▶ _WORK TASK_
The lines from the start of the data through the line containing "description: &str) ->" are to be reproduced exactly, both ends included.

Stored entries
◆ ◆ ◆ ◆ ◆

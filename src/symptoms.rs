use lmdb::{Cursor, Database, RwTransaction, Transaction, WriteFlags};
use tracing::debug;

use crate::error::{Result, StoreError};
use crate::keys::encode_id;
use crate::model::Symptom;
use crate::{next_sequence, Db, META, RECORDS};

/// CRUD over the `records` namespace.
#[derive(Clone, Debug)]
pub struct SymptomStore {
    db: Db,
    records: Database,
    meta: Database,
}

impl SymptomStore {
    pub fn new(db: &Db) -> Result<Self> {
        let records = db.namespace(RECORDS)?;
        let meta = db.namespace(META)?;
        Ok(Self {
            db: db.clone(),
            records,
            meta,
        })
    }

    /// Every symptom in ascending id order.
    pub fn all(&self) -> Result<Vec<Symptom>> {
        self.db.read(|txn| self.all_in(txn))
    }

    pub fn one(&self, id: u64) -> Result<Symptom> {
        self.db.read(|txn| self.one_in(txn, id))
    }

    /// Stores a new symptom under the next id in the sequence.
    pub fn create(&self, title: &str, author: &str, description: &str) -> Result<Symptom> {
        self.db.write(|txn| self.create_in(txn, title, author, description))
    }

    /// Overwrites the symptom stored under `symptom.id`.
    ///
    /// There is no existence check: an unknown id is written as a new entry
    /// without touching the sequence.
    pub fn update(&self, symptom: &Symptom) -> Result<()> {
        self.db.write(|txn| self.update_in(txn, symptom))
    }

    /// Removes the symptom if present. Missing ids are not an error.
    pub fn delete(&self, id: u64) -> Result<()> {
        self.db.write(|txn| self.delete_in(txn, id))
    }

    pub(crate) fn all_in<T: Transaction>(&self, txn: &T) -> Result<Vec<Symptom>> {
        let mut cursor = txn.open_ro_cursor(self.records)?;
        let mut symptoms = Vec::new();
        for (_key, value) in cursor.iter() {
            symptoms.push(decode(value)?);
        }
        Ok(symptoms)
    }

    pub(crate) fn one_in<T: Transaction>(&self, txn: &T, id: u64) -> Result<Symptom> {
        match txn.get(self.records, &encode_id(id)) {
            Ok(bytes) => decode(bytes),
            Err(lmdb::Error::NotFound) => Err(StoreError::NotFound(id)),
            Err(e) => Err(e.into()),
        }
    }

    pub(crate) fn create_in(
        &self,
        txn: &mut RwTransaction<'_>,
        title: &str,
        author: &str,
        description: &str,
    ) -> Result<Symptom> {
        let id = next_sequence(txn, self.meta, RECORDS)?;
        let symptom = Symptom {
            id,
            title: title.to_string(),
            author: author.to_string(),
            description: description.to_string(),
        };
        self.put(txn, &symptom)?;
        debug!(id, "created symptom");
        Ok(symptom)
    }

    pub(crate) fn update_in(&self, txn: &mut RwTransaction<'_>, symptom: &Symptom) -> Result<()> {
        self.put(txn, symptom)?;
        debug!(id = symptom.id, "updated symptom");
        Ok(())
    }

    pub(crate) fn delete_in(&self, txn: &mut RwTransaction<'_>, id: u64) -> Result<()> {
        match txn.del(self.records, &encode_id(id), None) {
            Ok(()) => {
                debug!(id, "deleted symptom");
                Ok(())
            }
            Err(lmdb::Error::NotFound) => Ok(()),
            Err(e) => Err(e.into()),
        }
    }

    fn put(&self, txn: &mut RwTransaction<'_>, symptom: &Symptom) -> Result<()> {
        let bytes = serde_json::to_vec(symptom).map_err(|e| StoreError::Encode(e.to_string()))?;
        txn.put(self.records, &encode_id(symptom.id), &bytes, WriteFlags::empty())?;
        Ok(())
    }
}

fn decode(bytes: &[u8]) -> Result<Symptom> {
    serde_json::from_slice(bytes).map_err(|e| StoreError::Decode(e.to_string()))
}
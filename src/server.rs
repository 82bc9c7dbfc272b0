use std::convert::Infallible;
use std::net::SocketAddr;
use std::path::PathBuf;

use serde::de::DeserializeOwned;
use serde::Deserialize;
use thiserror::Error;
use tracing::{error, info, warn};
use warp::http::{StatusCode, Uri};
use warp::reply::Response;
use warp::{Filter, Rejection, Reply};

use crate::error::StoreError;
use crate::events::EventStore;
use crate::model::Symptom;
use crate::symptoms::SymptomStore;
use crate::views::{self, Site};

/// Form bodies larger than this are refused.
const MAX_FORM_BYTES: u64 = 16 * 1024;

#[derive(Error, Debug)]
pub enum ServerError {
    #[error(transparent)]
    Store(#[from] StoreError),

    #[error("blocking task failed: {0}")]
    Join(#[from] tokio::task::JoinError),

    #[error("could not bind {addr}: {source}")]
    Bind { addr: SocketAddr, source: warp::Error },
}

impl ServerError {
    pub fn is_not_found(&self) -> bool {
        matches!(self, ServerError::Store(e) if e.is_not_found())
    }
}

/// Everything a request handler needs.
#[derive(Clone, Debug)]
pub struct App {
    symptoms: SymptomStore,
    events: EventStore,
    site: Site,
}

impl App {
    pub fn new(symptoms: SymptomStore, events: EventStore, site: Site) -> Self {
        Self { symptoms, events, site }
    }

    /// Runs store work on the blocking pool; LMDB calls do disk I/O.
    async fn run<T, F>(&self, f: F) -> Result<T, ServerError>
    where
    F: FnOnce(&SymptomStore, &EventStore) -> crate::Result<T> + Send + 'static,
    T: Send + 'static,
    {
        let symptoms = self.symptoms.clone();
        let events = self.events.clone();
        let out = tokio::task::spawn_blocking(move || f(&symptoms, &events)).await??;
        Ok(out)
    }
}

#[derive(Deserialize, Debug)]
struct SymptomForm {
    #[serde(default)]
    title: String,
    #[serde(default)]
    author: String,
    #[serde(default)]
    description: String,
}

/// The id arrives as free text and is validated by the handler.
#[derive(Deserialize, Debug)]
struct RemoveForm {
    #[serde(default)]
    id: String,
}

pub struct SymptomServer {
    app: App,
    static_dir: PathBuf,
}

impl SymptomServer {
    pub fn new(app: App, static_dir: PathBuf) -> Self {
        Self { app, static_dir }
    }

    /// Serves until Ctrl-C.
    pub async fn run(&self, addr: SocketAddr) -> Result<(), ServerError> {
        let routes = routes(self.app.clone(), self.static_dir.clone());
        let (bound, server) = warp::serve(routes)
        .try_bind_with_graceful_shutdown(addr, async {
            if let Err(e) = tokio::signal::ctrl_c().await {
                error!("failed to listen for shutdown signal: {}", e);
            }
            info!("shutting down");
        })
        .map_err(|source| ServerError::Bind { addr, source })?;

        info!(addr = %bound, "listening");
        server.await;
        Ok(())
    }
}

/// Paths are matched before methods so that an unknown path is a 404 rather
/// than a 405 from some other route's method filter.
pub fn routes(app: App, static_dir: PathBuf) -> impl Filter<Extract = (impl Reply,), Error = Infallible> + Clone {
    let site = app.site.clone();

    // GET /
    let index = warp::path::end()
    .and(warp::get())
    .and(with_app(app.clone()))
    .and_then(handle_index);

    // GET /symptoms
    let list = warp::path!("symptoms")
    .and(warp::get())
    .and(with_app(app.clone()))
    .and_then(handle_symptoms);

    // GET /symptoms/add
    let add_form = warp::path!("symptoms" / "add")
    .and(warp::get())
    .and(with_app(app.clone()))
    .and_then(handle_add_form);

    // POST /symptoms/add
    let add = warp::path!("symptoms" / "add")
    .and(warp::post())
    .and(form_body::<SymptomForm>())
    .and(with_app(app.clone()))
    .and_then(handle_add);

    // POST /symptoms/remove
    let remove = warp::path!("symptoms" / "remove")
    .and(warp::post())
    .and(form_body::<RemoveForm>())
    .and(with_app(app.clone()))
    .and_then(handle_remove);

    // GET /symptoms/report
    let report = warp::path!("symptoms" / "report")
    .and(warp::get())
    .and(with_app(app.clone()))
    .and_then(handle_report);

    // GET /symptoms/{id}
    let view = warp::path!("symptoms" / u64)
    .and(warp::get())
    .and(with_app(app.clone()))
    .and_then(handle_view);

    // POST /symptoms/{id}
    let edit = warp::path!("symptoms" / u64)
    .and(warp::post())
    .and(form_body::<SymptomForm>())
    .and(with_app(app))
    .and_then(handle_edit);

    let assets = warp::path("static").and(warp::fs::dir(static_dir));

    index
    .or(list)
    .or(add_form)
    .or(add)
    .or(remove)
    .or(report)
    .or(view)
    .or(edit)
    .or(assets)
    .recover(move |err: Rejection| handle_rejection(err, site.clone()))
    .with(warp::trace::request())
}

fn with_app(app: App) -> impl Filter<Extract = (App,), Error = Infallible> + Clone {
    warp::any().map(move || app.clone())
}

fn form_body<T: DeserializeOwned + Send>() -> impl Filter<Extract = (T,), Error = Rejection> + Clone {
    warp::body::content_length_limit(MAX_FORM_BYTES).and(warp::body::form())
}

fn html(body: String) -> Response {
    warp::reply::html(body).into_response()
}

fn see_other(location: &str) -> Response {
    let uri = location.parse::<Uri>().unwrap_or_else(|_| Uri::from_static("/symptoms"));
    warp::redirect::see_other(uri).into_response()
}

// --- HANDLERS ---

async fn handle_index(app: App) -> Result<Response, Rejection> {
    Ok(html(views::index(&app.site)))
}

async fn handle_symptoms(app: App) -> Result<Response, Rejection> {
    let symptoms = match app.run(|s, _| s.all()).await {
        Ok(symptoms) => symptoms,
        Err(e) => {
            error!("unable to get symptoms: {}", e);
            Vec::new()
        }
    };
    Ok(html(views::symptom_list(&app.site, &symptoms)))
}

async fn handle_add_form(app: App) -> Result<Response, Rejection> {
    Ok(html(views::add_form(&app.site)))
}

async fn handle_add(form: SymptomForm, app: App) -> Result<Response, Rejection> {
    let created = app
    .run(move |s, _| s.create(&form.title, &form.author, &form.description))
    .await;

    let symptom = match created {
        Ok(symptom) => symptom,
        Err(e) => {
            error!("cannot create symptom: {}", e);
            return Ok(see_other("/symptoms"));
        }
    };
    info!(id = symptom.id, "symptom added");

    // The record is already committed; a failed append only leaves a gap in the log.
    let id = symptom.id;
    if let Err(e) = app.run(move |_, ev| ev.record_added(id)).await {
        warn!(id, "symptom added without audit entry: {}", e);
    }

    Ok(see_other("/symptoms"))
}

async fn handle_remove(form: RemoveForm, app: App) -> Result<Response, Rejection> {
    let id = match form.id.trim().parse::<u64>() {
        Ok(id) => id,
        Err(e) => {
            warn!(raw = %form.id, "cannot get id from form: {}", e);
            return Ok(see_other("/symptoms"));
        }
    };

    if let Err(e) = app.run(move |s, _| s.delete(id)).await {
        error!(id, "cannot delete symptom: {}", e);
        return Ok(see_other("/symptoms"));
    }
    info!(id, "symptom removed");

    if let Err(e) = app.run(move |_, ev| ev.record_removed(id)).await {
        warn!(id, "symptom removed without audit entry: {}", e);
    }

    Ok(see_other("/symptoms"))
}

async fn handle_view(id: u64, app: App) -> Result<Response, Rejection> {
    let loaded = app
    .run(move |s, ev| Ok((s.one(id)?, ev.all_for_symptom(id)?)))
    .await;

    match loaded {
        Ok((symptom, events)) => Ok(html(views::symptom_detail(&app.site, &symptom, &events))),
        Err(e) if e.is_not_found() => {
            info!(id, "cannot find symptom");
            Ok(see_other("/symptoms"))
        }
        Err(e) => {
            error!(id, "cannot load symptom: {}", e);
            Ok(see_other("/symptoms"))
        }
    }
}

async fn handle_edit(id: u64, form: SymptomForm, app: App) -> Result<Response, Rejection> {
    let updated = app
    .run(move |s, _| {
        let current = s.one(id)?;
        let symptom = Symptom {
            title: form.title,
            author: form.author,
            description: form.description,
            ..current
        };
        s.update(&symptom)?;
        Ok(symptom)
    })
    .await;

    match updated {
        Ok(symptom) => info!(id = symptom.id, "symptom updated"),
        Err(e) if e.is_not_found() => {
            info!(id, "cannot find symptom to update");
            return Ok(see_other("/symptoms"));
        }
        Err(e) => {
            error!(id, "cannot update symptom: {}", e);
            return Ok(see_other("/symptoms"));
        }
    }

    if let Err(e) = app.run(move |_, ev| ev.record_updated(id)).await {
        warn!(id, "symptom updated without audit entry: {}", e);
    }

    Ok(see_other(&format!("/symptoms/{}", id)))
}

async fn handle_report(app: App) -> Result<Response, Rejection> {
    let symptoms = match app.run(|s, _| s.all()).await {
        Ok(symptoms) => symptoms,
        Err(e) => {
            error!("unable to get symptoms for report: {}", e);
            Vec::new()
        }
    };
    Ok(html(views::report(&app.site, &symptoms)))
}

/// A rejection carries every route's reason, so the body errors are checked
/// before the method mismatch some sibling route also reported.
async fn handle_rejection(err: Rejection, site: Site) -> Result<Response, Infallible> {
    let (status, body) = if err.is_not_found() {
        (StatusCode::NOT_FOUND, views::not_found(&site))
    } else if err.find::<warp::reject::PayloadTooLarge>().is_some() {
        (
            StatusCode::PAYLOAD_TOO_LARGE,
            views::error_page(&site, "Too large", "The submitted form is too large."),
        )
    } else if let Some(e) = err.find::<warp::body::BodyDeserializeError>() {
        warn!("bad form body: {}", e);
        (
            StatusCode::BAD_REQUEST,
            views::error_page(&site, "Bad request", "The submitted form could not be read."),
        )
    } else if err.find::<warp::reject::MethodNotAllowed>().is_some() {
        (
            StatusCode::METHOD_NOT_ALLOWED,
            views::error_page(&site, "Not allowed", "That action is not supported here."),
        )
    } else {
        warn!(?err, "rejected request");
        (
            StatusCode::BAD_REQUEST,
            views::error_page(&site, "Bad request", "The request could not be understood."),
        )
    };

    Ok(warp::reply::with_status(warp::reply::html(body), status).into_response())
}
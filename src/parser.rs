use nom::{
    branch::alt,
    bytes::complete::{escaped_transform, is_not, tag, tag_no_case},
    character::complete::{char, digit1, multispace0, multispace1},
    combinator::{map, map_res, opt, value},
    multi::many1,
    sequence::{delimited, preceded, terminated, tuple},
    IResult,
};

#[derive(Debug, PartialEq, Clone)]
pub enum Command {
    List,
    Get { id: u64 },
    Add { title: String, author: String, description: String },
    Update { id: u64, title: Option<String>, author: Option<String>, description: Option<String> },
    Delete { id: u64 },
    Events { id: Option<u64> },
    Help,
    Exit,
}

#[derive(Debug, Clone, Copy, PartialEq)]
enum Field {
    Title,
    Author,
    Description,
}

// --- BASIC PARSERS ---

fn parse_u64(input: &str) -> IResult<&str, u64> {
    map_res(digit1, |s: &str| s.parse::<u64>())(input)
}

/// `"..."` with `\"` and `\\` escapes.
fn parse_quoted_string(input: &str) -> IResult<&str, String> {
    let (input, _) = char('"')(input)?;
    let (input, content) = opt(escaped_transform(
        is_not("\\\""),
        '\\',
        alt((value("\\", tag("\\")), value("\"", tag("\"")))),
    ))(input)?;
    let (input, _) = char('"')(input)?;
    Ok((input, content.unwrap_or_default()))
}

// --- HELPERS ---
fn ws<'a, F, O, E: nom::error::ParseError<&'a str>>(inner: F) -> impl FnMut(&'a str) -> IResult<&'a str, O, E>
where F: FnMut(&'a str) -> IResult<&'a str, O, E> {
    delimited(multispace0, inner, multispace0)
}

fn tag_ci(t: &'static str) -> impl FnMut(&str) -> IResult<&str, &str> {
    move |input| tag_no_case(t)(input)
}

fn parse_field(input: &str) -> IResult<&str, Field> {
    alt((
        value(Field::Title, tag_ci("TITLE")),
        value(Field::Author, tag_ci("AUTHOR")),
        value(Field::Description, tag_ci("DESCRIPTION")),
    ))(input)
}

fn parse_assignment(input: &str) -> IResult<&str, (Field, String)> {
    let (input, field) = parse_field(input)?;
    let (input, _) = ws(char('='))(input)?;
    let (input, text) = parse_quoted_string(input)?;
    Ok((input, (field, text)))
}

// --- COMMAND PARSERS ---

fn parse_list(input: &str) -> IResult<&str, Command> {
    let (input, _) = alt((tag_ci("LIST"), tag_ci("LS")))(input)?;
    Ok((input, Command::List))
}

fn parse_get(input: &str) -> IResult<&str, Command> {
    let (input, _) = alt((tag_ci("GET"), tag_ci("SHOW")))(input)?;
    let (input, _) = multispace1(input)?;
    let (input, id) = parse_u64(input)?;
    Ok((input, Command::Get { id }))
}

fn parse_add(input: &str) -> IResult<&str, Command> {
    let (input, _) = tag_ci("ADD")(input)?;
    let (input, _) = multispace1(input)?;
    let (input, (title, author, description)) = tuple((
        ws(parse_quoted_string),
        ws(parse_quoted_string),
        ws(parse_quoted_string),
    ))(input)?;
    Ok((input, Command::Add { title, author, description }))
}

fn parse_update(input: &str) -> IResult<&str, Command> {
    let (input, _) = tag_ci("UPDATE")(input)?;
    let (input, _) = multispace1(input)?;
    let (input, id) = parse_u64(input)?;
    let (input, _) = ws(tag_ci("SET"))(input)?;
    let (input, assignments) = many1(terminated(ws(parse_assignment), opt(char(','))))(input)?;

    let (mut title, mut author, mut description) = (None, None, None);
    // Later assignments to the same field win
    for (field, text) in assignments {
        match field {
            Field::Title => title = Some(text),
            Field::Author => author = Some(text),
            Field::Description => description = Some(text),
        }
    }
    Ok((input, Command::Update { id, title, author, description }))
}

fn parse_delete(input: &str) -> IResult<&str, Command> {
    let (input, _) = alt((tag_ci("DELETE"), tag_ci("REMOVE")))(input)?;
    let (input, _) = multispace1(input)?;
    let (input, id) = parse_u64(input)?;
    Ok((input, Command::Delete { id }))
}

fn parse_events(input: &str) -> IResult<&str, Command> {
    let (input, _) = alt((tag_ci("EVENTS"), tag_ci("HISTORY")))(input)?;
    let (input, id) = opt(preceded(multispace1, parse_u64))(input)?;
    Ok((input, Command::Events { id }))
}

fn parse_help(input: &str) -> IResult<&str, Command> {
    map(tag_ci("HELP"), |_| Command::Help)(input)
}

fn parse_exit(input: &str) -> IResult<&str, Command> {
    let (input, _) = alt((tag_ci("EXIT"), tag_ci("QUIT")))(input)?;
    Ok((input, Command::Exit))
}

pub fn parse_command(input: &str) -> Result<Command, String> {
    let input = input.trim();
    let result = alt((
        parse_events,
        parse_list,
        parse_get,
        parse_add,
        parse_update,
        parse_delete,
        parse_help,
        parse_exit,
    ))(input);

    match result {
        Ok((remainder, cmd)) => {
            if !remainder.trim().is_empty() {
                return Err(format!("Unexpected tokens at end: '{}'", remainder));
            }
            Ok(cmd)
        },
        Err(nom::Err::Error(e)) | Err(nom::Err::Failure(e)) => {
            let context = if e.input.chars().count() > 20 {
                format!("{}...", e.input.chars().take(20).collect::<String>())
            } else {
                e.input.to_string()
            };
            Err(format!("Invalid syntax near: '{}'", context))
        },
        Err(nom::Err::Incomplete(_)) => Err("Incomplete command.".to_string()),
    }
}
use clap::Parser;
use tracing::info;
use tracing_subscriber::EnvFilter;

use symptoms::config::Config;
use symptoms::server::{App, SymptomServer};
use symptoms::{Db, EventStore, SymptomStore};

fn main() -> anyhow::Result<()> {
    let config = Config::parse();

    let filter = EnvFilter::try_from_default_env()
    .unwrap_or_else(|_| EnvFilter::new("info,symptoms=info"));
    tracing_subscriber::fmt()
    .with_env_filter(filter)
    .with_target(false)
    .with_level(true)
    .init();

    let mut builder = tokio::runtime::Builder::new_multi_thread();
    if let Some(threads) = config.worker_threads {
        builder.worker_threads(threads.get());
    }
    let runtime = builder.enable_all().build()?;

    runtime.block_on(async_main(config))
}

async fn async_main(config: Config) -> anyhow::Result<()> {
    info!(path = %config.db_path.display(), environment = %config.environment, "opening store");

    // Both repositories share one environment and therefore one writer lock.
    let db = Db::open_with(&config.db_path, config.db_options())?;
    let symptoms = SymptomStore::new(&db)?;
    let events = EventStore::new(&db)?;

    let app = App::new(symptoms, events, config.site());
    let server = SymptomServer::new(app, config.static_dir.clone());
    server.run(config.addr).await?;

    db.sync()?;
    info!("store flushed");
    Ok(())
}
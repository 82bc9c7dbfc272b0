use std::io;
use thiserror::Error;

#[derive(Error, Debug)]
pub enum StoreError {
    #[error("storage error: {0}")]
    Storage(#[from] lmdb::Error),

    #[error("io error: {0}")]
    Io(#[from] io::Error),

    #[error("decode error: {0}")]
    Decode(String),

    #[error("encode error: {0}")]
    Encode(String),

    #[error("symptom {0} not found")]
    NotFound(u64),
}

impl StoreError {
    pub fn is_not_found(&self) -> bool {
        matches!(self, StoreError::NotFound(_))
    }
}

pub type Result<T> = std::result::Result<T, StoreError>;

◆ ◆ ◆ ◆ ◆

▶ _ANSWER TO THIS EXERCISE_
filename src/symptoms.rs
use lmdb::{Cursor, Database, RwTransaction, Transaction, WriteFlags};
use tracing::debug;

use crate::error::{Result, StoreError};
use crate::keys::encode_id;
use crate::model::Symptom;
use crate::{next_sequence, Db, META, RECORDS};

/// CRUD over the `records` namespace.
#[derive(Clone, Debug)]
pub struct SymptomStore {
    db: Db,
    records: Database,
    meta: Database,
}

impl SymptomStore {
    pub fn new(db: &Db) -> Result<Self> {
        let records = db.namespace(RECORDS)?;
        let meta = db.namespace(META)?;
        Ok(Self {
            db: db.clone(),
            records,
            meta,
        })
    }

    /// Every symptom in ascending id order.
    pub fn all(&self) -> Result<Vec<Symptom>> {
        self.db.read(|txn| self.all_in(txn))
    }

    pub fn one(&self, id: u64) -> Result<Symptom> {
        self.db.read(|txn| self.one_in(txn, id))
    }

    /// Stores a new symptom under the next id in the sequence.
    pub fn create(&self, title: &str, author: &str, description: &str) -> Result<Symptom> {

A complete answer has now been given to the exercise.